Dataset entries:
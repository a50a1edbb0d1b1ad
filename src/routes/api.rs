// SPDX-License-Identifier: MIT

//! API routes for authenticated users.
//! The auth middleware is applied in routes/mod.rs for these routes.

use crate::error::{AppError, Result};
use crate::middleware::auth::AuthUser;
use crate::AppState;
use axum::{extract::State, routing::get, Extension, Json, Router};
use serde::Serialize;
use std::sync::Arc;

pub fn routes() -> Router<Arc<AppState>> {
    Router::new()
        .route("/api/user", get(get_user))
        .route("/api/user/detail", get(get_user_detail))
}

// ─── User Profile ────────────────────────────────────────────

/// Current user response.
#[derive(Serialize)]
pub struct UserResponse {
    #[serde(rename = "userId")]
    pub user_id: i64,
    pub sub: String,
    #[serde(rename = "nickName")]
    pub nick_name: String,
    #[serde(rename = "avatarUrl")]
    pub avatar_url: String,
    pub email: String,
    #[serde(rename = "userToken")]
    pub user_token: String,
}

/// Get the profile of the authenticated subject.
async fn get_user(
    State(state): State<Arc<AppState>>,
    Extension(user): Extension<AuthUser>,
) -> Result<Json<UserResponse>> {
    let row = state
        .store
        .find_user_by_sub(&user.sub)
        .await?
        .ok_or_else(|| AppError::NotFound(format!("User {} not found", user.sub)))?;

    Ok(Json(UserResponse {
        user_id: row.user_id,
        sub: row.sub_uid,
        nick_name: row.nick_name,
        avatar_url: row.picture,
        email: row.email,
        user_token: row.access_token,
    }))
}

// ─── Extended Detail ─────────────────────────────────────────

/// Extended profile response: user display fields plus the first detail
/// row's address/locale block.
#[derive(Serialize)]
pub struct UserDetailResponse {
    #[serde(rename = "userId")]
    pub user_id: i64,
    pub sub: String,
    #[serde(rename = "nickName")]
    pub nick_name: String,
    pub email: String,
    pub provider: String,
    pub gender: String,
    pub birthdate: String,
    pub formatted: String,
    pub region: String,
    pub locality: String,
    pub company: String,
    pub city: String,
}

/// Get the authenticated subject's extended profile.
async fn get_user_detail(
    State(state): State<Arc<AppState>>,
    Extension(user): Extension<AuthUser>,
) -> Result<Json<UserDetailResponse>> {
    let row = state
        .store
        .find_user_by_sub(&user.sub)
        .await?
        .ok_or_else(|| AppError::NotFound(format!("User {} not found", user.sub)))?;

    let detail = state
        .store
        .first_detail_for_user(row.user_id)
        .await?
        .unwrap_or_default();

    Ok(Json(UserDetailResponse {
        user_id: row.user_id,
        sub: row.sub_uid,
        nick_name: row.nick_name,
        email: row.email,
        provider: detail.provider,
        gender: detail.gender,
        birthdate: detail.birthdate,
        formatted: detail.formatted,
        region: detail.region,
        locality: detail.locality,
        company: detail.company,
        city: detail.city,
    }))
}
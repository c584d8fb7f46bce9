//! Client lookup: maps endpoints to their connection handlers.
//!
//! Handlers are expected to be registered before traffic for them starts;
//! the registry takes a short lock per call and never holds it across an
//! await.

use crate::handler::ClientHandler;
use std::collections::hash_map::Entry;
use std::collections::HashMap;
use std::sync::{Arc, RwLock};
use tether_types::Contact;

/// Registry of every connection a node knows, keyed by remote endpoint.
#[derive(Clone, Default)]
pub struct ClientLookup {
    handlers: Arc<RwLock<HashMap<Contact, Arc<ClientHandler>>>>,
}

impl ClientLookup {
    /// Create a new empty registry.
    pub fn new() -> Self {
        Self::default()
    }

    /// Register a handler under its contact, returning any handler it replaced.
    pub fn register(&self, handler: Arc<ClientHandler>) -> Option<Arc<ClientHandler>> {
        let mut handlers = self.handlers.write().unwrap_or_else(|e| e.into_inner());
        handlers.insert(handler.contact(), handler)
    }

    /// Register a handler unless its contact is already taken.
    pub fn register_if_absent(&self, handler: Arc<ClientHandler>) -> bool {
        let mut handlers = self.handlers.write().unwrap_or_else(|e| e.into_inner());
        match handlers.entry(handler.contact()) {
            Entry::Occupied(_) => false,
            Entry::Vacant(slot) => {
                slot.insert(handler);
                true
            }
        }
    }

    /// The handler for a contact.
    pub fn get(&self, contact: &Contact) -> Option<Arc<ClientHandler>> {
        let handlers = self.handlers.read().unwrap_or_else(|e| e.into_inner());
        handlers.get(contact).cloned()
    }

    /// Remove the handler for a contact.
    pub fn remove(&self, contact: &Contact) -> Option<Arc<ClientHandler>> {
        let mut handlers = self.handlers.write().unwrap_or_else(|e| e.into_inner());
        handlers.remove(contact)
    }

    /// Remove the handler for a contact only if it is the one with `serial`.
    ///
    /// Used by a finished receive loop so it does not evict a newer
    /// connection registered under the same contact.
    pub fn remove_if_serial(&self, contact: &Contact, serial: u64) -> Option<Arc<ClientHandler>> {
        let mut handlers = self.handlers.write().unwrap_or_else(|e| e.into_inner());
        match handlers.get(contact) {
            Some(handler) if handler.serial() == serial => handlers.remove(contact),
            _ => None,
        }
    }

    /// Every known contact.
    pub fn contacts(&self) -> Vec<Contact> {
        let handlers = self.handlers.read().unwrap_or_else(|e| e.into_inner());
        handlers.keys().copied().collect()
    }

    /// Every known contact except `me`.
    pub fn contacts_except(&self, me: &Contact) -> Vec<Contact> {
        let handlers = self.handlers.read().unwrap_or_else(|e| e.into_inner());
        handlers.keys().filter(|c| *c != me).copied().collect()
    }

    /// Remove and return every handler.
    pub fn drain(&self) -> Vec<Arc<ClientHandler>> {
        let mut handlers = self.handlers.write().unwrap_or_else(|e| e.into_inner());
        handlers.drain().map(|(_, h)| h).collect()
    }

    pub fn len(&self) -> usize {
        self.handlers.read().unwrap_or_else(|e| e.into_inner()).len()
    }

    pub fn is_empty(&self) -> bool {
        self.len() == 0
    }
}

#[cfg(test)]
mod tests {
    use super::*;
    use crate::handler::{Dispatcher, LogSink};

    fn loopback(port: u16) -> Arc<ClientHandler> {
        ClientHandler::loopback(
            Contact::new([127, 0, 0, 1].into(), port),
            Arc::new(Dispatcher::new()),
            Arc::new(LogSink),
        )
    }

    #[test]
    fn test_register_and_get() {
        let lookup = ClientLookup::new();
        let handler = loopback(1);
        assert!(lookup.register(handler.clone()).is_none());
        assert_eq!(lookup.get(&handler.contact()).unwrap().serial(), handler.serial());
        assert_eq!(lookup.len(), 1);
    }

    #[test]
    fn test_register_if_absent_keeps_existing() {
        let lookup = ClientLookup::new();
        let first = loopback(1);
        assert!(lookup.register_if_absent(first.clone()));
        assert!(!lookup.register_if_absent(loopback(1)));
        assert_eq!(lookup.get(&first.contact()).unwrap().serial(), first.serial());
    }

    #[test]
    fn test_register_replaces() {
        let lookup = ClientLookup::new();
        let first = loopback(1);
        let second = loopback(1);
        lookup.register(first.clone());
        let replaced = lookup.register(second.clone()).unwrap();
        assert_eq!(replaced.serial(), first.serial());
        assert_eq!(lookup.len(), 1);
    }

    #[test]
    fn test_remove_if_serial_keeps_newer_handler() {
        let lookup = ClientLookup::new();
        let old = loopback(1);
        let new = loopback(1);
        lookup.register(new.clone());
        assert!(lookup.remove_if_serial(&old.contact(), old.serial()).is_none());
        assert!(lookup.get(&new.contact()).is_some());
        assert!(lookup.remove_if_serial(&new.contact(), new.serial()).is_some());
        assert!(lookup.is_empty());
    }

    #[test]
    fn test_contacts_except_self() {
        let lookup = ClientLookup::new();
        lookup.register(loopback(1));
        lookup.register(loopback(2));
        lookup.register(loopback(3));
        let me = Contact::new([127, 0, 0, 1].into(), 2);
        let mut others = lookup.contacts_except(&me);
        others.sort();
        assert_eq!(others.len(), 2);
        assert!(!others.contains(&me));
        assert_eq!(lookup.contacts().len(), 3);
        assert_eq!(lookup.drain().len(), 3);
        assert!(lookup.is_empty());
    }
}
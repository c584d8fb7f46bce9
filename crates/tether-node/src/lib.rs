//! Tether node layer: shared objects, their storage and the routing facade.
//!
//! ## Architecture
//!
//! - **object**: capability tables, [`SharedObject`] and the [`TypeRegistry`]
//! - **storage**: key → (owner, value) entries
//! - **lookup**: local lookup with a broadcast fetch fallback
//! - **handlers**: protocol semantics for each message type
//! - **routing**: the architecture × caching decision matrix
//! - **node**: [`Node`], binding, connections and routed operations
//!
//! ```no_run
//! # async fn demo() -> tether_node::TetherResult<()> {
//! use tether_node::{Node, NodeConfig};
//!
//! let node = Node::new(NodeConfig::peer_to_peer());
//! let me = node.bind("127.0.0.1".parse().unwrap(), 9400).await?;
//! println!("listening on {}", me);
//! node.close().await;
//! # Ok(())
//! # }
//! ```

mod handlers;
pub mod lookup;
pub mod node;
pub mod object;
pub mod routing;
pub mod storage;

pub use lookup::ObjectLookup;
pub use node::{Node, WeakNode};
pub use object::{
    Capabilities, DistributedObject, Method, MethodAccess, MethodCall, SharedObject, SharedType,
    TypeRegistry,
};
pub use routing::{Operation, Route};
pub use storage::{LiveEntry, ObjectStorage};
pub use tether_types::{
    Architecture, Caching, Contact, Id, NodeConfig, TetherError, TetherResult, Value,
};
//! Shared error types for Tether.

use crate::contact::Contact;
use thiserror::Error;

/// Top-level error type for every Tether crate.
#[derive(Error, Debug)]
pub enum TetherError {
    /// The key resolved to no owner, or the owner no longer holds it.
    #[error("Object vanished: {0}")]
    ObjectVanished(String),

    /// The target method is absent on the resolved object.
    #[error("Missing method: {0}")]
    MissingMethod(String),

    /// The target property is absent on the resolved object.
    #[error("Missing property: {0}")]
    MissingProperty(String),

    /// Permission denied for the requested member.
    #[error("Member access denied: {0}")]
    MemberAccess(String),

    /// No matching reply arrived within the bound.
    #[error("No response from {contact} after {attempts} attempt(s)")]
    NoResponse {
        /// The contact that was asked.
        contact: Contact,
        /// How many times the request was sent.
        attempts: u32,
    },

    /// A frame failed checksum verification.
    #[error("Corrupt message: checksum {actual:#010x} does not match {expected:#010x}")]
    CorruptMessage {
        /// Checksum carried by the frame.
        expected: i32,
        /// Checksum computed over the received payload.
        actual: i32,
    },

    /// An awaited request would be answered by the receive loop it blocks.
    #[error("Deadlock detected: request to {endpoint} issued from its own receive loop (nested={nested})")]
    DeadlockDetected {
        /// The endpoint whose receive loop is running the caller.
        endpoint: Contact,
        /// Whether the triggering message itself came from a remote receive loop.
        nested: bool,
    },

    /// The configured architecture is not implemented.
    #[error("Unsupported architecture: {0}")]
    UnsupportedArchitecture(String),

    /// The configured caching mode is not implemented.
    #[error("Unsupported caching mode: {0}")]
    UnsupportedCaching(String),

    /// An outbound connection could not be established.
    #[error("Connection to {contact} failed: {reason}")]
    ConnectionFailed {
        /// The contact we tried to reach.
        contact: Contact,
        /// Why the attempt failed.
        reason: String,
    },

    /// The connection was closed by the remote side.
    #[error("Connection closed")]
    ConnectionClosed,

    /// A frame announced a payload outside the accepted range.
    #[error("Message too large: {size} bytes (max {max})")]
    MessageTooLarge {
        /// Announced payload length.
        size: i64,
        /// Largest accepted payload length.
        max: i32,
    },

    /// A message was sent without a correlation id.
    #[error("Message has no correlation id")]
    MissingCorrelationId,

    /// A message carried a type tag outside the protocol.
    #[error("Unknown message type: {0}")]
    UnknownMessageType(i32),

    /// A serialized value carried a type tag nobody registered.
    #[error("Unknown type: {0}")]
    UnknownType(String),

    /// The node has not been bound yet.
    #[error("Node is not bound")]
    NotBound,

    /// The node is already bound.
    #[error("Node is already bound to {0}")]
    AlreadyBound(Contact),

    /// The node has been closed.
    #[error("Node is closed")]
    Closed,

    /// A request carried a missing or malformed argument.
    #[error("Invalid argument: {0}")]
    InvalidArgument(String),

    /// An error raised on the remote side while executing a request.
    #[error("Remote error: {0}")]
    Remote(String),

    /// A message handler panicked.
    #[error("Handler panicked: {0}")]
    HandlerPanicked(String),

    /// A configuration error occurred.
    #[error("Configuration error: {0}")]
    Config(String),

    /// An I/O error occurred.
    #[error("IO error: {0}")]
    Io(#[from] std::io::Error),

    /// A JSON error occurred.
    #[error("JSON error: {0}")]
    Json(#[from] serde_json::Error),
}

impl TetherError {
    /// Whether this error is a graceful end of a connection rather than a failure.
    ///
    /// End-of-stream, closed connections and aborted/reset/timed-out sockets
    /// all end a receive loop quietly.
    pub fn is_disconnect(&self) -> bool {
        match self {
            TetherError::ConnectionClosed => true,
            TetherError::Io(e) => matches!(
                e.kind(),
                std::io::ErrorKind::UnexpectedEof
                    | std::io::ErrorKind::ConnectionAborted
                    | std::io::ErrorKind::ConnectionReset
                    | std::io::ErrorKind::TimedOut
                    | std::io::ErrorKind::BrokenPipe
                    | std::io::ErrorKind::NotConnected
            ),
            _ => false,
        }
    }
}

/// Alias for Result with TetherError.
pub type TetherResult<T> = Result<T, TetherError>;
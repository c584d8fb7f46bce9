//! Tether wire layer: framing, connections and request correlation.
//!
//! ## Architecture
//!
//! - **frame**: `[i32 length][i32 checksum][payload]` message I/O
//! - **ClientHandler**: one connection (or the loopback for the local node)
//!   with its receive loop and a type→handler [`Dispatcher`]
//! - **ClientLookup**: endpoint → handler registry
//! - **ConnectionHandler**: accepts inbound connections
//! - **ClientConnector**: opens outbound connections with a ping/pong check
//! - **SideChannel**: mailbox used to match replies to requests
//! - **retry**: resend-with-timeout on top of the side channel
//! - **context**: receive-loop marker used for deadlock detection

pub mod connector;
pub mod context;
pub mod frame;
pub mod handler;
pub mod listener;
pub mod lookup;
pub mod retry;
pub mod side_channel;

pub use connector::ClientConnector;
pub use context::ReceiveContext;
pub use handler::{
    ClientHandler, Dispatcher, HandlerKind, HandlerState, LogSink, MessageHandler,
    UnhandledErrorSink,
};
pub use listener::ConnectionHandler;
pub use lookup::ClientLookup;
pub use side_channel::SideChannel;
//! Receive-loop context used for deadlock detection.
//!
//! Handlers run inline on their connection's receive loop. While a handler
//! runs, the loop cannot read further frames from that connection, so a
//! handler that sends a request to the same endpoint and awaits its reply
//! would wait forever. The receive loop installs a task-local
//! [`ReceiveContext`] around every dispatch; [`check_deadlock`] consults it
//! before an awaited request is sent.

use std::future::Future;
use tether_types::{Contact, TetherError, TetherResult};

/// Marker describing the receive loop the current task is serving.
#[derive(Debug, Clone, Copy, PartialEq, Eq)]
pub struct ReceiveContext {
    /// Endpoint whose receive loop is executing the current handler.
    pub endpoint: Contact,
    /// Whether the triggering message itself came from a remote receive loop.
    pub nested: bool,
}

tokio::task_local! {
    static RECEIVE_CONTEXT: ReceiveContext;
}

/// Run `fut` with `context` installed for its whole duration.
pub async fn scope<F>(context: ReceiveContext, fut: F) -> F::Output
where
    F: Future,
{
    RECEIVE_CONTEXT.scope(context, fut).await
}

/// The context of the receive loop running the current task, if any.
pub fn current() -> Option<ReceiveContext> {
    RECEIVE_CONTEXT.try_with(|c| *c).ok()
}

/// Whether the current task is running a handler for some receive loop.
pub fn in_receive_loop() -> bool {
    current().is_some()
}

/// Fail if an awaited request to `target` would block its own receive loop.
pub fn check_deadlock(target: &Contact) -> TetherResult<()> {
    match current() {
        Some(context) if context.endpoint == *target => Err(TetherError::DeadlockDetected {
            endpoint: context.endpoint,
            nested: context.nested,
        }),
        _ => Ok(()),
    }
}
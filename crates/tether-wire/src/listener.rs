//! Connection handler: accepts inbound connections.
//!
//! Binds a TCP listener and runs an accept loop in a spawned task. Every
//! accepted connection becomes a listening [`ClientHandler`], registered in
//! the [`ClientLookup`] under the remote endpoint before its receive loop
//! starts, so replies to its first message already have a route back.

use crate::handler::{ClientHandler, Dispatcher, UnhandledErrorSink};
use crate::lookup::ClientLookup;
use std::net::SocketAddr;
use std::sync::{Arc, Mutex};
use std::time::Duration;
use tether_types::{Contact, TetherResult};
use tokio::net::TcpListener;
use tokio::task::JoinHandle;
use tracing::{debug, error, info};

/// The local listening endpoint of a node.
pub struct ConnectionHandler {
    local_addr: SocketAddr,
    listener: Mutex<Option<TcpListener>>,
    task: Mutex<Option<JoinHandle<()>>>,
}

impl ConnectionHandler {
    /// Bind `addr`. Connections are accepted once [`start`](Self::start) runs.
    pub async fn bind(addr: SocketAddr) -> TetherResult<Self> {
        let listener = TcpListener::bind(addr).await?;
        let local_addr = listener.local_addr()?;
        info!("listening on {}", local_addr);

        Ok(Self {
            local_addr,
            listener: Mutex::new(Some(listener)),
            task: Mutex::new(None),
        })
    }

    /// Start the accept loop. Calling it again does nothing.
    pub fn start(
        &self,
        lookup: ClientLookup,
        dispatcher: Arc<Dispatcher>,
        sink: Arc<dyn UnhandledErrorSink>,
    ) {
        let Some(listener) = self.listener.lock().unwrap_or_else(|e| e.into_inner()).take() else {
            return;
        };
        let task = tokio::spawn(async move {
            Self::accept_loop(listener, lookup, dispatcher, sink).await;
        });
        *self.task.lock().unwrap_or_else(|e| e.into_inner()) = Some(task);
    }

    /// The actual bound address (useful when binding to port 0).
    pub fn local_addr(&self) -> SocketAddr {
        self.local_addr
    }

    /// The bound address as a contact.
    pub fn contact(&self) -> Contact {
        Contact::from(self.local_addr)
    }

    /// Stop accepting connections. Already accepted connections are unaffected.
    pub async fn stop(&self) {
        self.listener.lock().unwrap_or_else(|e| e.into_inner()).take();
        let task = self.task.lock().unwrap_or_else(|e| e.into_inner()).take();
        if let Some(task) = task {
            task.abort();
            let _ = task.await;
            debug!("stopped listening on {}", self.local_addr);
        }
    }

    async fn accept_loop(
        listener: TcpListener,
        lookup: ClientLookup,
        dispatcher: Arc<Dispatcher>,
        sink: Arc<dyn UnhandledErrorSink>,
    ) {
        loop {
            match listener.accept().await {
                Ok((stream, addr)) => {
                    debug!("accepted connection from {}", addr);
                    let handler = ClientHandler::listening(
                        stream,
                        Contact::from(addr),
                        Arc::clone(&dispatcher),
                        Arc::clone(&sink),
                    );
                    if let Some(previous) = lookup.register(Arc::clone(&handler)) {
                        previous.stop().await;
                    }
                    handler.start(Some(lookup.clone()));
                }
                Err(e) => {
                    error!("accept error: {}", e);
                    tokio::time::sleep(Duration::from_secs(1)).await;
                }
            }
        }
    }
}

impl Drop for ConnectionHandler {
    fn drop(&mut self) {
        if let Some(task) = self.task.lock().unwrap_or_else(|e| e.into_inner()).take() {
            task.abort();
        }
    }
}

ACTIVITY
Look above for the line that contains "pub fn drain(&self)". Starting there, transcribe every line exactly until you have copied the line that contains "assert!(lookup.register(handler.clone()).is_none());".

TASK OUTPUT
    pub fn drain(&self) -> Vec<Arc<ClientHandler>> {
        let mut handlers = self.handlers.write().unwrap_or_else(|e| e.into_inner());
        handlers.drain().map(|(_, h)| h).collect()
    }

    pub fn len(&self) -> usize {
        self.handlers.read().unwrap_or_else(|e| e.into_inner()).len()
    }

    pub fn is_empty(&self) -> bool {
        self.len() == 0
    }
}

#[cfg(test)]
mod tests {
    use super::*;
    use crate::handler::{Dispatcher, LogSink};

    fn loopback(port: u16) -> Arc<ClientHandler> {
        ClientHandler::loopback(
            Contact::new([127, 0, 0, 1].into(), port),
            Arc::new(Dispatcher::new()),
            Arc::new(LogSink),
        )
    }

    #[test]
    fn test_register_and_get() {
        let lookup = ClientLookup::new();
        let handler = loopback(1);
        assert!(lookup.register(handler.clone()).is_none());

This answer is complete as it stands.